I wonder, would barb wire be able to be electrified? It’s cheaper than high tensile wire, a heavy gauge, and even if the fence goes out it will still have a bit of a bite. I know my fence has no charge in most of it, I can try y’all’s suggestions to fix it. I was kinda hoping to get away from electric, partially because I hate dealing with the maintenance and accidental shocks and partially because it has been so expensive for not much. But, as I’m seeing with goats, it seems like they really need a fence that fights back. Ehh, going on 8 years without many fence problems was a good run.


----------



## farmerjan (May 25, 2021)

Yes, we have often electrified barbed wire.  Just has to be on insulators like any other type wire you electrify.  It is not going to make that big a difference for the goats unless you have it  with very narrow spacing.  But if you were thinking to use already owned barbed wire instead of going out and buying hi- tensile, then yes, it will work.  Just make sure there are not rusty spots as that will cut down on the effectiveness of the "jolt".  We fenced with just straight barbed wire for years, non-electrified,  from the time I was a kid.... some people hate it, but after having lost several calves to hi-tensile when coyotes ran them through it and they tried to jump and got legs caught up and hung upside down and died... and one got it tangled around her head and basically strangled... I will take barbed wire over hi-tensile anyday.  It's one he// of a lot easier to fix than woven wire if a tree comes down on it...


----------



## misfitmorgan (May 26, 2021)

DH wanted to used barbed wire for the electric on this pasture because he didnt believe the fencer would do the job....he believes it now!! Anyhow someone gave use two brand new rolls of redbrand bared wire, so we have half a mile of the stuff. I get worried the goats or sheep will get tangled up in it though, esp the sheep with their wool and just get shocked repeatedly....then bloat and die...because that is my luck.

@messybun How many grounding rods do you have? What diameter and length are they? How far from the fencer box are they? What does your fencer read at without a load on it? What does it read when grounded out? What does your fence itself read and is it constant? What fencer do you use? Have you checked you contacts and connecting wires for rust? 

Goats really do need electric to keep them off the fence.


----------



## farmerjan (May 26, 2021)

misfitmorgan said:


> DH wanted to used barbed wire for the electric on this pasture because he didnt believe the fencer would do the  job....he believes it now!! Anyhow someone gave use two brand new rolls of redbrand bared wire, so we have half a mile of the stuff. I get worried the goats or sheep will get tangled up in it though, esp the sheep with their wool and just get shocked repeatedly....then bloat and die...because that is my luck.
> 
> @messybun How many grounding rods do you have? What diameter and length are they? How far from the fencer box are they? What does your fencer read at without a load on it? What does it read when grounded out? What does your fence itself read and is it constant? What fencer do you use? Have you checked you contacts and connecting wires for rust?
> 
> Goats really do need electric to keep them off the fence.

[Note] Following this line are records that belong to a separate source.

//! Number format types

/// Number format for cell display
#[derive(Debug, Clone, PartialEq, Eq, Hash, Default)]
pub enum NumberFormat {
    /// General format (default)
    #[default]
    General,

    /// Built-in format by ID
    BuiltIn(u32),

    /// Custom format string
    Custom(String),
}

/// Built-in format codes by id
const BUILTIN_FORMATS: &[(u32, &str)] = &[
    (0, "General"),
    (1, "0"),
    (2, "0.00"),
    (3, "#,##0"),
    (4, "#,##0.00"),
    (9, "0%"),
    (10, "0.00%"),
    (11, "0.00E+00"),
    (12, "# ?/?"),
    (13, "# ??/??"),
    (14, "m/d/yy"),
    (15, "d-mmm-yy"),
    (16, "d-mmm"),
    (17, "mmm-yy"),
    (18, "h:mm AM/PM"),
    (19, "h:mm:ss AM/PM"),
    (20, "h:mm"),
    (21, "h:mm:ss"),
    (22, "m/d/yy h:mm"),
    (37, "#,##0 ;(#,##0)"),
    (38, "#,##0 ;[Red](#,##0)"),
    (39, "#,##0.00;(#,##0.00)"),
    (40, "#,##0.00;[Red](#,##0.00)"),
    (45, "mm:ss"),
    (46, "[h]:mm:ss"),
    (47, "mmss.0"),
    (48, "##0.0E+0"),
    (49, "@"),
];

impl NumberFormat {
    /// Build a format from its code, reusing a built-in id when one matches
    pub fn from_code<S: Into<String>>(code: S) -> Self {
        let code = code.into();
        if code.is_empty() || code.eq_ignore_ascii_case("General") {
            return NumberFormat::General;
        }
        match BUILTIN_FORMATS.iter().find(|(_, c)| *c == code) {
            Some((id, _)) => NumberFormat::BuiltIn(*id),
            None => NumberFormat::Custom(code),
        }
    }

    /// Get the format code
    pub fn format_code(&self) -> &str {
        match self {
            NumberFormat::General => "General",
            NumberFormat::BuiltIn(id) => BUILTIN_FORMATS
                .iter()
                .find(|(i, _)| i == id)
                .map(|(_, c)| *c)
                .unwrap_or("General"),
            NumberFormat::Custom(s) => s,
        }
    }

    /// Number format id for a built-in format, `None` for custom codes
    pub fn builtin_id(&self) -> Option<u32> {
        match self {
            NumberFormat::General => Some(0),
            NumberFormat::BuiltIn(id) => Some(*id),
            NumberFormat::Custom(_) => None,
        }
    }

    /// Check if this is a date/time format
    pub fn is_date_format(&self) -> bool {
        match self {
            NumberFormat::BuiltIn(id) => matches!(id, 14..=22 | 45..=47),
            NumberFormat::Custom(s) => {
                let mut in_quotes = false;
                let mut in_brackets = false;
                for c in s.chars() {
                    match c {
                        '"' => in_quotes = !in_quotes,
                        '[' if !in_quotes => in_brackets = true,
                        ']' if !in_quotes => in_brackets = false,
                        'y' | 'Y' | 'm' | 'M' | 'd' | 'D' | 'h' | 'H' | 's' | 'S'
                            if !in_quotes && !in_brackets =>
                        {
                            return true
                        }
                        _ => {}
                    }
                }
                false
            }
            NumberFormat::General => false,
        }
    }
}
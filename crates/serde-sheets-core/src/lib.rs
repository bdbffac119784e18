//! # serde-sheets-core
//!
//! Core workbook model used by the serde-sheets mapper.
//!
//! This crate provides the types shared by the XLSX backend and the mapper:
//! - [`CellValue`] - Represents cell values (numbers, strings, booleans, errors)
//! - [`CellAddress`] - Cell addressing in A1 notation
//! - [`Style`] and [`StylePool`] - Cell formatting
//! - [`Workbook`], [`Worksheet`] - The in-memory document
//! - [`SheetToken`] - The token protocol of streaming sheet readers
//!
//! ## Example
//!
//! ```rust
//! use serde_sheets_core::{CellValue, Workbook};
//!
//! let mut workbook = Workbook::new();
//! let sheet = workbook.worksheet_mut(0).unwrap();
//!
//! sheet.set_cell_value_at(0, 0, "Hello").unwrap();
//! sheet.set_cell_value_at(0, 1, 42.0).unwrap();
//!
//! assert_eq!(sheet.get_value_at(0, 1), CellValue::Number(42.0));
//! ```

pub mod cell;
pub mod error;
pub mod style;
pub mod token;
pub mod workbook;
pub mod worksheet;

// Re-exports for convenience
pub use cell::{CellAddress, CellData, CellError, CellValue};
pub use error::{Error, Result};
pub use token::SheetToken;
pub use workbook::{Workbook, WorkbookSettings};
pub use worksheet::Worksheet;

pub use style::{
    Alignment, BorderEdge, BorderLineStyle, BorderStyle, Color, FillStyle, FontStyle,
    FontVerticalAlign, HorizontalAlignment, NumberFormat, PatternType, Protection, Style,
    StylePool, Underline, VerticalAlignment,
};

/// Maximum number of rows in a worksheet (Excel limit)
pub const MAX_ROWS: u32 = 1_048_576;

/// Maximum number of columns in a worksheet (Excel limit)
pub const MAX_COLS: u16 = 16_384;

/// Maximum length of a sheet name
pub const MAX_SHEET_NAME_LEN: usize = 31;
//! Spreadsheet schemas
//!
//! A [`SpreadsheetSchema`] lists the columns of a record type in sheet order
//! and anchors them at an origin cell: the header row sits on the origin row
//! and data starts on the row below.

mod column;
mod generator;
mod options;
mod pointer;
mod resolver;
mod trace;

pub use column::{Column, ColumnType};
pub use generator::SchemaGenerator;
pub use options::{ColumnOptions, DataGrid, GridOptions, OptBool};
pub use pointer::ColumnPointer;
pub use resolver::{AnnotatedNameResolver, ColumnNameResolver, ColumnProperty, NullNameResolver};

use serde_sheets_core::{CellAddress, Worksheet};

use crate::styles::{Styles, StylesBuilder};

/// Schema type name used in messages
pub const SCHEMA_TYPE: &str = "spreadsheet";

/// Columns of a record type anchored at an origin cell
#[derive(Debug, Clone, PartialEq)]
pub struct SpreadsheetSchema {
    columns: Vec<Column>,
    styles_builder: StylesBuilder,
    origin: CellAddress,
}

impl SpreadsheetSchema {
    pub fn new(columns: Vec<Column>, styles_builder: StylesBuilder, origin: CellAddress) -> Self {
        Self {
            columns,
            styles_builder,
            origin,
        }
    }

    pub fn schema_type(&self) -> &'static str {
        SCHEMA_TYPE
    }

    pub fn iter(&self) -> std::slice::Iter<'_, Column> {
        self.columns.iter()
    }

    pub fn columns(&self) -> &[Column] {
        &self.columns
    }

    pub fn len(&self) -> usize {
        self.columns.len()
    }

    pub fn is_empty(&self) -> bool {
        self.columns.is_empty()
    }

    /// Column shown in sheet column `col`
    pub fn column(&self, col: u16) -> Option<&Column> {
        let offset = col.checked_sub(self.origin.col)?;
        self.columns.get(offset as usize)
    }

    pub fn origin(&self) -> CellAddress {
        self.origin
    }

    pub fn origin_row(&self) -> u32 {
        self.origin.row
    }

    pub fn origin_column(&self) -> u16 {
        self.origin.col
    }

    /// First row holding data
    pub fn data_row(&self) -> u32 {
        self.origin.row + 1
    }

    /// Sheet column of the first column matching `pointer`
    pub fn column_index_of(&self, pointer: &ColumnPointer) -> Option<u16> {
        self.columns
            .iter()
            .position(|c| c.matches(pointer))
            .map(|i| self.origin.col + i as u16)
    }

    /// Columns under `filter`; all columns for the empty pointer
    pub fn columns_under(&self, filter: &ColumnPointer) -> Vec<&Column> {
        if filter.is_empty() {
            return self.columns.iter().collect();
        }
        self.columns
            .iter()
            .filter(|c| c.pointer().starts_with(filter))
            .collect()
    }

    pub fn is_in_row_bounds(&self, row: u32) -> bool {
        row >= self.data_row()
    }

    pub fn is_in_column_bounds(&self, col: u16) -> bool {
        let start = self.origin.col as usize;
        let col = col as usize;
        start <= col && col < start + self.columns.len()
    }

    pub fn styles_builder(&self) -> &StylesBuilder {
        &self.styles_builder
    }

    /// Pool the schema's styles into `sheet`
    pub fn build_styles(&self, sheet: &mut Worksheet) -> Styles {
        self.styles_builder.build(sheet)
    }
}

impl<'a> IntoIterator for &'a SpreadsheetSchema {
    type Item = &'a Column;
    type IntoIter = std::slice::Iter<'a, Column>;

    fn into_iter(self) -> Self::IntoIter {
        self.iter()
    }
}

#[cfg(test)]
mod tests {
    use super::*;
    use pretty_assertions::assert_eq;

    fn schema(origin: CellAddress) -> SpreadsheetSchema {
        let column = |path: &str, array: bool| {
            Column::new(
                ColumnPointer::parse(path),
                ColumnOptions::default(),
                ColumnType::Integer,
                array,
            )
        };
        SpreadsheetSchema::new(
            vec![
                column("a", false),
                column("inner/b", false),
                column("inner/tags/[]", true),
            ],
            StylesBuilder::new(),
            origin,
        )
    }

    #[test]
    fn test_column_lookup() {
        let schema = schema(CellAddress::new(1, 1));
        assert_eq!(schema.data_row(), 2);
        assert!(schema.column(0).is_none());
        assert_eq!(schema.column(1).unwrap().pointer().to_string(), "a");
        assert_eq!(schema.column(3).unwrap().pointer().to_string(), "inner/tags/[]");
        assert!(schema.column(4).is_none());
    }

    #[test]
    fn test_column_index_of() {
        let schema = schema(CellAddress::new(1, 1));
        assert_eq!(schema.column_index_of(&ColumnPointer::parse("inner/b")), Some(2));
        assert_eq!(schema.column_index_of(&ColumnPointer::parse("inner/tags")), Some(3));
        assert_eq!(schema.column_index_of(&ColumnPointer::parse("inner")), None);
    }

    #[test]
    fn test_bounds() {
        let schema = schema(CellAddress::new(1, 1));
        assert!(!schema.is_in_row_bounds(1));
        assert!(schema.is_in_row_bounds(2));
        assert!(!schema.is_in_column_bounds(0));
        assert!(schema.is_in_column_bounds(1));
        assert!(schema.is_in_column_bounds(3));
        assert!(!schema.is_in_column_bounds(4));
    }

    #[test]
    fn test_columns_under() {
        let schema = schema(CellAddress::A1);
        assert_eq!(schema.columns_under(&ColumnPointer::empty()).len(), 3);
        let inner: Vec<String> = schema
            .columns_under(&ColumnPointer::parse("inner"))
            .iter()
            .map(|c| c.pointer().to_string())
            .collect();
        assert_eq!(inner, vec!["inner/b", "inner/tags/[]"]);
    }
}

@misfitmorgan I basically agree with you on checking the fence and the ground set up.  A well grounded electric fence will knock your socks off, and they will learn to respect it.  Our biggest problem here is the deer running through the fencing and tearing it up, getting it grounded out and such.  So the only place it gets used is places we are able to check daily.  But we don't use it that much because the fences around most of the pastures we rent now are pretty good woven wire or places through the woods are good 4 strand barbed wire.  Just one place with the hi-tensile that is not electrified.... wasn't built with insulators even, which was STUPID..... that causes problems and a short stretch at another pasture that is a hodgepodge of all sorts of fencing that different people have used over many years before we got the lease.  So, yep, we just add to the hodgepodge when it needs patching.


----------



## ElenaDeborah11 (Dec 19, 2021)

messybun said:


> Hello everybody. How do you repair welded wire?
> I believe that’s what this is. I’m no fencing expert.
> I’ve been told to just reweld it, but I don’t have a welder and can’t really afford one. Is there any other way to fix this?
> This fence has been up for a few years now, but with the goats pushing against it sometimes the welds pop. I have electric on the inside, but it’s down more than it’s working. Thanks in advance.


I had the same problem this summer and unfortunately, the best we could do was to buy the new one..I am also not good at welding at all.


----------



## Ridgetop (Dec 19, 2021)

Had goats (up to 100) for years and no escapees except the ones that opened the fates. These were mostly high yielding dairy goats though that were in milk and being milked for a 10 month lactation.  

Now we have sheep (the dairy work was too labor intensive when the children grew up). Welded wire is basically useless because as you have found the welds pop.  Woven wire with the correct spacing is the only way to go when fencing.  Our fences are oil pipe with no climb.  When our steep slopes started to slough into the fence and effectively reduce the 5' height, we added vertical posts to the uprights and put more wire on them to extend the heights up.  Since the main place the sheep or other livestock would rub and pop welds is only up to their height, we used welded wire on top of our 5' no climb fencing to save money.  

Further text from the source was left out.